*WORK TO BE COMPLETED*. Review the material line by line. Identify and copy every line that contains the string "length".

DATASET EXTRACT Block Start

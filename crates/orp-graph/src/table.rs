//! Predicted-contact input table.
//!
//! Pairs are **directed**: the expected time and probability of `a` meeting
//! `b` along `a`'s own journey need not equal the reverse figures, so both
//! are keyed by ordered `(from, to)` pairs.

use orp_core::AgentId;
use rustc_hash::FxHashMap;

/// One predicted contact: who will be met, and when.
#[derive(Debug, Clone, Copy, PartialEq)]
pub struct Contact {
    pub agent:         AgentId,
    /// Expected meeting time, in seconds from the prediction's start.
    pub expected_time: f64,
}

/// Per-agent predicted contacts plus directed pairwise encounter
/// probabilities — the inputs the graph builder expands over.
///
/// Contact lists keep insertion order; the builder scans them in the order
/// the prediction layer supplied them.
#[derive(Debug, Default)]
pub struct ContactTable {
    contacts:      FxHashMap<AgentId, Vec<Contact>>,
    probabilities: FxHashMap<(AgentId, AgentId), f64>,
}

impl ContactTable {
    pub fn new() -> Self {
        Self::default()
    }

    /// Record that `from` is predicted to meet `to` at `expected_time` with
    /// the given probability.
    pub fn add_contact(&mut self, from: AgentId, to: AgentId, expected_time: f64, probability: f64) {
        self.contacts
            .entry(from)
            .or_default()
            .push(Contact { agent: to, expected_time });
        self.probabilities.insert((from, to), probability);
    }

    /// The predicted contacts of `agent`, in insertion order.  Agents with
    /// no predictions simply have no contacts.
    pub fn contacts(&self, agent: AgentId) -> &[Contact] {
        self.contacts.get(&agent).map(Vec::as_slice).unwrap_or(&[])
    }

    /// Directed encounter probability for `(from, to)`; zero when the pair
    /// was never recorded, which no positive threshold accepts.
    pub fn probability(&self, from: AgentId, to: AgentId) -> f64 {
        self.probabilities.get(&(from, to)).copied().unwrap_or(0.0)
    }

    /// Number of agents that have at least one outgoing contact.
    pub fn agent_count(&self) -> usize {
        self.contacts.len()
    }
}
//! `orp-core` — foundational types for the `rust_orp` routing predictor.
//!
//! This crate sits at the bottom of the `orp-*` stack.  It intentionally has
//! no `orp-*` dependencies and minimal external ones (only `rand`, plus
//! optional `serde`).
//!
//! # What lives here
//!
//! | Module  | Contents                                |
//! |---------|-----------------------------------------|
//! | [`ids`] | `AgentId`, `NodeId`, `EdgeId`           |
//! | [`rng`] | `SampleRng` (deterministic sampling)    |
//!
//! Error enums live with the subsystems that produce them (`DelayError` in
//! `orp-delay`, `RouteError` in `orp-route`, …) rather than in a shared base
//! type; the predictor crates are leaves with disjoint failure modes.
//!
//! # Feature flags
//!
//! | Flag    | Effect                                             |
//! |---------|----------------------------------------------------|
//! | `serde` | Adds `Serialize`/`Deserialize` to all public IDs.  |

pub mod ids;
pub mod rng;


// ── Re-exports ────────────────────────────────────────────────────────────────

pub use ids::{AgentId, EdgeId, NodeId};
pub use rng::SampleRng;
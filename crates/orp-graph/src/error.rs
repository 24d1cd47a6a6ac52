//! Encounter-graph error type.
//!
//! Failing to reach the destination is NOT an error — it is reported through
//! [`PredictOutcome::Unreached`](crate::PredictOutcome::Unreached).  Errors
//! here are strictly fail-fast input validation.

use thiserror::Error;

/// Errors produced by `orp-graph`.
#[derive(Debug, Error)]
pub enum GraphError {
    #[error("invalid {name}: {reason}, got {value}")]
    InvalidParameters {
        name:   &'static str,
        reason: &'static str,
        value:  f64,
    },
}

pub type GraphResult<T> = Result<T, GraphError>;
//! Closed-form packet-forwarding delay for a single link.
//!
//! # Model
//!
//! A data unit crossing a link either finds a carrier inside communication
//! range and is forwarded immediately, or must wait for the next carrier and
//! be physically carried.  With carrier arrival rate λ, range R, and speed v,
//! the forward case happens with probability
//!
//!   β = 1 - exp(-λ R / v)
//!
//! and each case contributes its expectation and second moment to a two-case
//! mixture.  The combined spread term is computed as `E[d²] + E[d]²` — the
//! sign convention the downstream gamma fit was calibrated against.  It is
//! not the textbook central variance; changing it would silently re-rank
//! every path, so it is preserved as-is.

use orp_delay::DelayMoments;

use crate::{RouteError, RouteResult};

// ── Vehicle ───────────────────────────────────────────────────────────────────

/// The carrier profile the packet races: speed (m/s) and communication
/// radius (m).  Validated once at construction.
#[derive(Debug, Clone, Copy, PartialEq)]
pub struct Vehicle {
    speed:      f64,
    comm_range: f64,
}

impl Vehicle {
    /// Fails with `InvalidParameters` unless both values are finite and
    /// strictly positive.
    pub fn new(speed: f64, comm_range: f64) -> RouteResult<Self> {
        if !speed.is_finite() || speed <= 0.0 {
            return Err(RouteError::InvalidParameters { name: "speed", value: speed });
        }
        if !comm_range.is_finite() || comm_range <= 0.0 {
            return Err(RouteError::InvalidParameters { name: "comm_range", value: comm_range });
        }
        Ok(Self { speed, comm_range })
    }

    pub fn speed(&self) -> f64 {
        self.speed
    }

    pub fn comm_range(&self) -> f64 {
        self.comm_range
    }
}

// ── Link delay ────────────────────────────────────────────────────────────────

/// Packet-forwarding delay moments for one link of the given `length` and
/// carrier `arrival_rate`.
///
/// The returned mean can be non-positive when the communication radius
/// exceeds half the link length; fitting a delay model to such a link fails
/// downstream with `InvalidParameters`, which is the desired fail-fast
/// signal for a misconfigured topology.
pub fn link_packet_delay(vehicle: Vehicle, length: f64, arrival_rate: f64) -> DelayMoments {
    let v = vehicle.speed;
    let r = vehicle.comm_range;

    // Expected distance to the next forwarder: mid-link.
    let e_lf = length / 2.0;

    // Case probabilities.
    let beta = 1.0 - (-arrival_rate * r / v).exp();

    // Case expectations.
    let e_forward = (length - e_lf - r) / v;
    let e_wait = 1.0 / arrival_rate + (length - r) / v;
    let mean = e_forward * beta + e_wait * (1.0 - beta);

    // Case second moments.
    let e_lf2 = e_lf * e_lf / 3.0;
    let m2_forward =
        ((length - r) * (length - r) - 2.0 * (length - r) * e_lf + e_lf2) / (v * v);
    let m2_wait = (1.0 / arrival_rate + (length - r)) * (1.0 / arrival_rate + (length - r));
    let m2 = m2_forward * beta + m2_wait * (1.0 - beta);

    DelayMoments::new(mean, m2 + mean * mean)
}
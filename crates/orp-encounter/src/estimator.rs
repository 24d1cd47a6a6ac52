//! Encounter-probability estimators.
//!
//! Two agents with delay-distributed arrival times "encounter" each other
//! when the second arrival lands inside a window anchored at the first.
//! Both estimators integrate the product of the two arrival densities over
//! such a window; they differ in how the outer dimension is handled.
//!
//! # The two link estimators
//!
//! - [`LinkEstimator::SampleAveraged`] — the reference behavior.  The outer
//!   variable is sampled on a uniform grid and the accumulated sum is divided
//!   by the **sample count**, not weighted by the grid step.  This is not a
//!   mathematically exact joint probability; it is preserved as the
//!   compatibility default.
//! - [`LinkEstimator::NestedIntegral`] — a properly normalized double
//!   integral over the same window, matching the treatment used for
//!   intersection encounters.
//!
//! Keep the divergence in mind when comparing absolute values between the
//! two: the sample-averaged figure is systematically smaller.

use orp_delay::DelayModel;

use crate::integrate::quad;
use crate::{EncounterError, EncounterResult};

// ── Windows & grids ───────────────────────────────────────────────────────────

/// Offsets around one agent's arrival time `x` within which the other
/// agent's arrival counts as an encounter: `[x + low_offset, x + high_offset]`.
#[derive(Debug, Clone, Copy, PartialEq)]
pub struct EncounterWindow {
    pub low_offset:  f64,
    pub high_offset: f64,
}

impl EncounterWindow {
    pub fn new(low_offset: f64, high_offset: f64) -> Self {
        Self { low_offset, high_offset }
    }

    /// The window for a shared road link: the other agent may arrive any time
    /// from `x` until both expected link traversals (`t1_2 + t2_1`) have
    /// elapsed.
    pub fn link(t1_2: f64, t2_1: f64) -> Self {
        Self { low_offset: 0.0, high_offset: t1_2 + t2_1 }
    }

    /// Window length; non-positive means no encounter is possible.
    pub fn width(&self) -> f64 {
        self.high_offset - self.low_offset
    }
}

/// Uniform outer-variable grid for the sample-averaged estimator.
#[derive(Debug, Clone, Copy, PartialEq)]
pub struct SampleGrid {
    /// Upper bound of the outer arrival-time range `[0, x_max]`.
    pub x_max:  f64,
    /// Grid spacing.
    pub x_step: f64,
}

impl SampleGrid {
    fn validate(&self) -> EncounterResult<()> {
        if !self.x_max.is_finite() || self.x_max <= 0.0 {
            return Err(EncounterError::InvalidParameters { name: "x_max", value: self.x_max });
        }
        if !self.x_step.is_finite() || self.x_step <= 0.0 {
            return Err(EncounterError::InvalidParameters { name: "x_step", value: self.x_step });
        }
        Ok(())
    }

    /// Grid points `i * x_step` strictly below `x_max`.
    fn samples(&self) -> u64 {
        (self.x_max / self.x_step).ceil() as u64
    }
}

/// Reference grid: 10,000 samples over `[0, 100)` seconds.
impl Default for SampleGrid {
    fn default() -> Self {
        Self { x_max: 100.0, x_step: 0.01 }
    }
}

/// Reference outer integration bound for intersection encounters.
pub const DEFAULT_X_MAX: f64 = 100.0;

// ── Link encounters ───────────────────────────────────────────────────────────

/// Which normalization the link estimator applies.
#[derive(Debug, Clone, Copy, PartialEq, Eq)]
pub enum LinkEstimator {
    /// Accumulate over outer grid samples, divide by sample count
    /// (reference behavior).
    SampleAveraged,
    /// Proper nested double integral over `[0, x_max]`.
    NestedIntegral,
}

/// Probability that agents `f` and `g` encounter each other on a shared
/// link, using the reference [`LinkEstimator::SampleAveraged`] strategy.
///
/// Returns `0` for a window of non-positive width.
pub fn link_encounter_probability(
    f: &DelayModel,
    g: &DelayModel,
    window: EncounterWindow,
    grid: SampleGrid,
) -> EncounterResult<f64> {
    link_encounter_probability_with(LinkEstimator::SampleAveraged, f, g, window, grid)
}

/// [`link_encounter_probability`] with an explicit estimator choice.
///
/// `NestedIntegral` uses only `grid.x_max`; the grid step has no effect on
/// the adaptive quadrature.
pub fn link_encounter_probability_with(
    estimator: LinkEstimator,
    f: &DelayModel,
    g: &DelayModel,
    window: EncounterWindow,
    grid: SampleGrid,
) -> EncounterResult<f64> {
    grid.validate()?;
    if window.width() <= 0.0 {
        return Ok(0.0);
    }

    match estimator {
        LinkEstimator::SampleAveraged => {
            let samples = grid.samples();
            let mut acc = 0.0;
            for i in 0..samples {
                let x = i as f64 * grid.x_step;
                let fx = f.density(x);
                if fx > 0.0 {
                    acc += fx * quad(|y| g.density(y), x + window.low_offset, x + window.high_offset);
                }
            }
            Ok(acc / samples as f64)
        }
        LinkEstimator::NestedIntegral => Ok(quad(
            |x| {
                let fx = f.density(x);
                if fx > 0.0 {
                    fx * quad(|y| g.density(y), x + window.low_offset, x + window.high_offset)
                } else {
                    0.0
                }
            },
            0.0,
            grid.x_max,
        )),
    }
}

// ── Intersection encounters ───────────────────────────────────────────────────

/// Probability that agents `f` and `g` encounter each other at an
/// intersection.
///
/// Two cases are evaluated as proper nested integrals and summed:
///
/// 1. `f` arrives first; `g` must arrive within `[x + ti, x + ti + R/Sb]`.
/// 2. `g` is early; its arrival falls within `[x + ti - R/Sb, x + ti]`.
///
/// `ti` is the expected link delay to the intersection, `comm_range` the
/// communication radius, `speed_b` the second agent's expected speed.  The
/// sum is returned **unclamped**: a value above one signals misconfigured
/// windows and is the caller's to detect, not this function's to hide.
///
/// Fails with `InvalidParameters` when `speed_b <= 0` or `x_max <= 0`.
pub fn intersection_encounter_probability(
    f: &DelayModel,
    g: &DelayModel,
    ti: f64,
    comm_range: f64,
    speed_b: f64,
    x_max: f64,
) -> EncounterResult<f64> {
    if !speed_b.is_finite() || speed_b <= 0.0 {
        return Err(EncounterError::InvalidParameters { name: "speed_b", value: speed_b });
    }
    if !x_max.is_finite() || x_max <= 0.0 {
        return Err(EncounterError::InvalidParameters { name: "x_max", value: x_max });
    }

    // Time for agent B to cross the communication disc.
    let crossing = comm_range / speed_b;

    let case_a_first = quad(
        |x| {
            let fx = f.density(x);
            if fx > 0.0 {
                fx * quad(|y| g.density(y), x + ti, x + ti + crossing)
            } else {
                0.0
            }
        },
        0.0,
        x_max,
    );
    let case_b_first = quad(
        |x| {
            let fx = f.density(x);
            if fx > 0.0 {
                fx * quad(|y| g.density(y), x + ti - crossing, x + ti)
            } else {
                0.0
            }
        },
        0.0,
        x_max,
    );

    Ok(case_a_first + case_b_first)
}
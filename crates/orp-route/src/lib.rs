//! `orp-route` — path-reliability optimization over a static topology.
//!
//! Composes per-link packet-forwarding delay moments (a two-case
//! forward/wait-and-carry mixture) into path-level delay models via
//! `orp-delay`, and ranks candidate paths by the probability that the
//! forwarded unit beats the carrier's expected travel time.
//!
//! # Crate layout
//!
//! | Module        | Contents                                           |
//! |---------------|----------------------------------------------------|
//! | [`link`]      | `Vehicle`, `link_packet_delay`                     |
//! | [`optimizer`] | `PathOptimizer`, `RankedPath`                      |
//! | [`error`]     | `RouteError`, `RouteResult<T>`                     |
//!
//! # Feature flags
//!
//! | Flag       | Effect                                              |
//! |------------|-----------------------------------------------------|
//! | `parallel` | Scores candidate paths across Rayon workers.        |

pub mod error;
pub mod link;
pub mod optimizer;

#[cfg(test)]
mod tests;

pub use error::{RouteError, RouteResult};
pub use link::{link_packet_delay, Vehicle};
pub use optimizer::{PathOptimizer, RankedPath, DEFAULT_MAX_PATHS};
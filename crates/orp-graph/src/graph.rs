//! Arena-backed predicted-encounter tree.
//!
//! # Data layout
//!
//! Nodes live in a single `Vec` arena; parent and child links are arena
//! indices rather than owned boxes or back-pointers, so the tree can be
//! walked in either direction without reference cycles.  A side map from
//! `AgentId` to arena index doubles as the builder's visited set: an agent
//! is in the map exactly when it has been attached, and attachment is
//! first-visit-wins — whichever expansion reaches an agent first fixes its
//! parent and expected time permanently.

use orp_core::AgentId;
use rustc_hash::FxHashMap;

// ── EncounterNode ─────────────────────────────────────────────────────────────

/// One agent's position in the predicted-encounter tree.
#[derive(Debug)]
pub struct EncounterNode {
    pub agent: AgentId,
    /// Seconds from the prediction's start until this agent is expected to
    /// be met.  Zero for the root.
    pub expected_encounter_time: f64,
    /// Arena index of the parent; `None` only for the root.
    pub parent: Option<usize>,
    /// Arena indices of children, in attachment order.
    children: Vec<usize>,
}

impl EncounterNode {
    /// Arena indices of this node's children, in attachment order.
    pub fn children(&self) -> &[usize] {
        &self.children
    }
}

// ── EncounterGraph ────────────────────────────────────────────────────────────

/// The tree of forwarding opportunities produced by one prediction query.
///
/// Always contains at least the root (the source agent, at time zero).
/// Read-only once the builder returns it; presentation layers walk it
/// through the accessors below.
#[derive(Debug)]
pub struct EncounterGraph {
    nodes: Vec<EncounterNode>,
    index: FxHashMap<AgentId, usize>,
}

impl EncounterGraph {
    /// A fresh graph holding only the root agent at time zero.
    pub(crate) fn with_root(source: AgentId) -> Self {
        let root = EncounterNode {
            agent: source,
            expected_encounter_time: 0.0,
            parent: None,
            children: Vec::new(),
        };
        let mut index = FxHashMap::default();
        index.insert(source, 0);
        Self { nodes: vec![root], index }
    }

    /// Attach `agent` as a new child of the node at `parent`.  Returns the
    /// new node's arena index.  The caller (the builder) guarantees `agent`
    /// is not yet present.
    pub(crate) fn attach(&mut self, parent: usize, agent: AgentId, time: f64) -> usize {
        let idx = self.nodes.len();
        self.nodes.push(EncounterNode {
            agent,
            expected_encounter_time: time,
            parent: Some(parent),
            children: Vec::new(),
        });
        self.nodes[parent].children.push(idx);
        self.index.insert(agent, idx);
        idx
    }

    // ── Accessors ─────────────────────────────────────────────────────────

    /// The source agent's node.
    pub fn root(&self) -> &EncounterNode {
        &self.nodes[0]
    }

    /// Number of agents in the tree (root included).
    pub fn node_count(&self) -> usize {
        self.nodes.len()
    }

    /// Node by arena index.
    pub fn get(&self, idx: usize) -> &EncounterNode {
        &self.nodes[idx]
    }

    /// Node for `agent`, if it was reached.
    pub fn node(&self, agent: AgentId) -> Option<&EncounterNode> {
        self.index.get(&agent).map(|&i| &self.nodes[i])
    }

    /// `true` if `agent` was reached (equivalently: visited by the builder).
    pub fn contains(&self, agent: AgentId) -> bool {
        self.index.contains_key(&agent)
    }

    /// Expected encounter time for `agent`, if reached.
    pub fn expected_time(&self, agent: AgentId) -> Option<f64> {
        self.node(agent).map(|n| n.expected_encounter_time)
    }

    /// The children attached under `agent`, in attachment order.  Empty if
    /// the agent is absent or a leaf.
    pub fn children_of(&self, agent: AgentId) -> impl Iterator<Item = &EncounterNode> {
        self.node(agent)
            .into_iter()
            .flat_map(|n| n.children.iter().map(|&i| &self.nodes[i]))
    }

    /// All reached agents, in attachment order (root first).
    pub fn agents(&self) -> impl Iterator<Item = AgentId> + '_ {
        self.nodes.iter().map(|n| n.agent)
    }
}
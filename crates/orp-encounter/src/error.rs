//! Encounter-estimation error type.

use thiserror::Error;

/// Errors produced by `orp-encounter`.
#[derive(Debug, Error)]
pub enum EncounterError {
    #[error("invalid {name}: must be finite and > 0, got {value}")]
    InvalidParameters { name: &'static str, value: f64 },
}

pub type EncounterResult<T> = Result<T, EncounterError>;
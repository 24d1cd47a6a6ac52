//! Composition of independent delay stages into one end-to-end model.
//!
//! The exact distribution of a sum of gamma delays with differing scales has
//! no closed form, so composition is a pluggable strategy.  The provided
//! [`MomentMatched`] strategy sums stage means and variances and refits —
//! cheap, and accurate enough for ranking forwarding opportunities.  A
//! numeric-convolution strategy can be substituted without touching callers.

use crate::{DelayModel, DelayMoments, DelayResult};

/// A rule for combining a sequence of independent delay stages.
pub trait ComposeStrategy {
    /// Combine `stages` into a single end-to-end delay model.
    ///
    /// Fails with `InvalidParameters` when the aggregate moments are not
    /// strictly positive — in particular for an empty sequence.
    fn combine(&self, stages: &[DelayModel]) -> DelayResult<DelayModel>;
}

/// Sum of means, sum of variances, refit.
pub struct MomentMatched;

impl ComposeStrategy for MomentMatched {
    fn combine(&self, stages: &[DelayModel]) -> DelayResult<DelayModel> {
        let total = stages
            .iter()
            .fold(DelayMoments::ZERO, |acc, m| acc + m.moments());
        total.fit()
    }
}

impl DelayModel {
    /// Compose stages with the default [`MomentMatched`] strategy.
    pub fn compose(stages: &[DelayModel]) -> DelayResult<DelayModel> {
        MomentMatched.combine(stages)
    }
}
//! Graph validation
//!
//! Checks that every block-to-block wire leaves a block that can drive an
//! output and enters a block that can take an input. The first offending
//! wire is removed from the diagram and reported.

use log::warn;
use std::fmt;

use crate::core::{Block, BlockId, BlockKind, Wire, WireId};

/// Which side of a wire broke the capability rule
#[derive(Debug, Clone, Copy, PartialEq, Eq)]
pub enum CapabilitySide {
    /// The source block has no output
    MissingOutput,
    /// The sink block has no input
    MissingInput,
}

impl fmt::Display for CapabilitySide {
    fn fmt(&self, f: &mut fmt::Formatter<'_>) -> fmt::Result {
        match self {
            CapabilitySide::MissingOutput => f.write_str("cannot drive an output"),
            CapabilitySide::MissingInput => f.write_str("cannot take an input"),
        }
    }
}

/// A wire that was removed for connecting incompatible blocks
#[derive(Debug, Clone, PartialEq, Eq, thiserror::Error)]
#[error("Wire {wire} removed: {kind} {block} {side}")]
pub struct CapabilityMismatch {
    pub wire: WireId,
    pub side: CapabilitySide,
    /// The block on the offending side
    pub block: BlockId,
    pub kind: BlockKind,
}

// ── Validator ───────────────────────────────────────────────────────────────

pub struct GraphValidator;

impl GraphValidator {
    /// Check wires in creation order and stop at the first violation.
    ///
    /// The source is checked before the sink, so a wire leaving an Output
    /// block always reports `MissingOutput`. The offending wire is removed
    /// from `wires`; wires after it are not examined.
    pub fn validate(blocks: &[Block], wires: &mut Vec<Wire>) -> Result<(), CapabilityMismatch> {
        let violation = wires
            .iter()
            .enumerate()
            .find_map(|(index, wire)| Self::check_wire(blocks, wire).map(|m| (index, m)));

        match violation {
            Some((index, mismatch)) => {
                wires.remove(index);
                warn!("{}", mismatch);
                Err(mismatch)
            }
            None => Ok(()),
        }
    }

    /// Run [`GraphValidator::validate`] until it passes, collecting every
    /// removed wire in order
    pub fn purge(blocks: &[Block], wires: &mut Vec<Wire>) -> Vec<CapabilityMismatch> {
        let mut removed = Vec::new();
        while let Err(mismatch) = Self::validate(blocks, wires) {
            removed.push(mismatch);
        }
        removed
    }

    fn check_wire(blocks: &[Block], wire: &Wire) -> Option<CapabilityMismatch> {
        let (source_id, sink_id) = wire.terminals()?;
        let source = find(blocks, source_id)?;
        let sink = find(blocks, sink_id)?;

        if !source.capability().supports_output {
            return Some(CapabilityMismatch {
                wire: wire.id,
                side: CapabilitySide::MissingOutput,
                block: source.id,
                kind: source.kind(),
            });
        }
        if !sink.capability().supports_input {
            return Some(CapabilityMismatch {
                wire: wire.id,
                side: CapabilitySide::MissingInput,
                block: sink.id,
                kind: sink.kind(),
            });
        }
        None
    }
}

fn find(blocks: &[Block], id: BlockId) -> Option<&Block> {
    blocks.iter().find(|b| b.id == id)
}
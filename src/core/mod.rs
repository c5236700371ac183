//! Core circuit data model
//!
//! This module defines the identifiers, blocks, wires and typed configuration
//! records that make up a diagram, together with the [`Document`] that owns them.

pub mod block;
pub mod config;
pub mod document;
pub mod parameter;
pub mod wire;

use serde::{Deserialize, Serialize};
use std::fmt;

pub use block::{Block, BlockConfig, BlockKind, Capability};
pub use config::EditorConfig;
pub use document::{Document, DocumentError};
pub use parameter::{ConfigError, FieldValue};
pub use wire::{Endpoint, ResolvedEdge, Wire, WireEnd};

/// Unique identifier for a placed block
#[derive(Debug, Clone, Copy, PartialEq, Eq, PartialOrd, Ord, Hash, Serialize, Deserialize)]
#[serde(transparent)]
pub struct BlockId(pub u64);

impl fmt::Display for BlockId {
    fn fmt(&self, f: &mut fmt::Formatter<'_>) -> fmt::Result {
        write!(f, "{}", self.0)
    }
}

/// Unique identifier for a placed wire
#[derive(Debug, Clone, Copy, PartialEq, Eq, PartialOrd, Ord, Hash, Serialize, Deserialize)]
#[serde(transparent)]
pub struct WireId(pub u64);

impl fmt::Display for WireId {
    fn fmt(&self, f: &mut fmt::Formatter<'_>) -> fmt::Result {
        write!(f, "{}", self.0)
    }
}

/// Monotonic identity counter shared by blocks and wires.
///
/// Ids are never reused within a session. Only [`IdAllocator::reset`] (called
/// when a document is cleared) starts the sequence over. Once `u64::MAX` has
/// been handed out or reserved the allocator is exhausted and hands out nothing.
#[derive(Debug, Clone, PartialEq, Eq)]
pub struct IdAllocator {
    next: Option<u64>,
}

impl Default for IdAllocator {
    fn default() -> Self {
        Self { next: Some(0) }
    }
}

impl IdAllocator {
    pub fn new() -> Self {
        Self::default()
    }

    /// The id the next entity will receive, `None` once exhausted
    pub fn peek(&self) -> Option<u64> {
        self.next
    }

    pub fn next_block(&mut self) -> Option<BlockId> {
        self.bump().map(BlockId)
    }

    pub fn next_wire(&mut self) -> Option<WireId> {
        self.bump().map(WireId)
    }

    /// Make sure `id` (and everything below it) is never handed out again
    pub fn advance_past(&mut self, id: u64) {
        self.next = match (self.next, id.checked_add(1)) {
            (Some(next), Some(after)) => Some(next.max(after)),
            _ => None,
        };
    }

    pub fn reset(&mut self) {
        self.next = Some(0);
    }

    fn bump(&mut self) -> Option<u64> {
        let id = self.next?;
        self.next = id.checked_add(1);
        Some(id)
    }
}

DATASET EXTRACT Block End

*ANSWER SECTION*.
/// Packet-forwarding delay moments for one link of the given `length` and
/// exceeds half the link length; fitting a delay model to such a link fails
pub fn link_packet_delay(vehicle: Vehicle, length: f64, arrival_rate: f64) -> DelayMoments {
    let e_lf = length / 2.0;
    let e_forward = (length - e_lf - r) / v;
    let e_wait = 1.0 / arrival_rate + (length - r) / v;
        ((length - r) * (length - r) - 2.0 * (length - r) * e_lf + e_lf2) / (v * v);
    let m2_wait = (1.0 / arrival_rate + (length - r)) * (1.0 / arrival_rate + (length - r));
    /// Window length; non-positive means no encounter is possible.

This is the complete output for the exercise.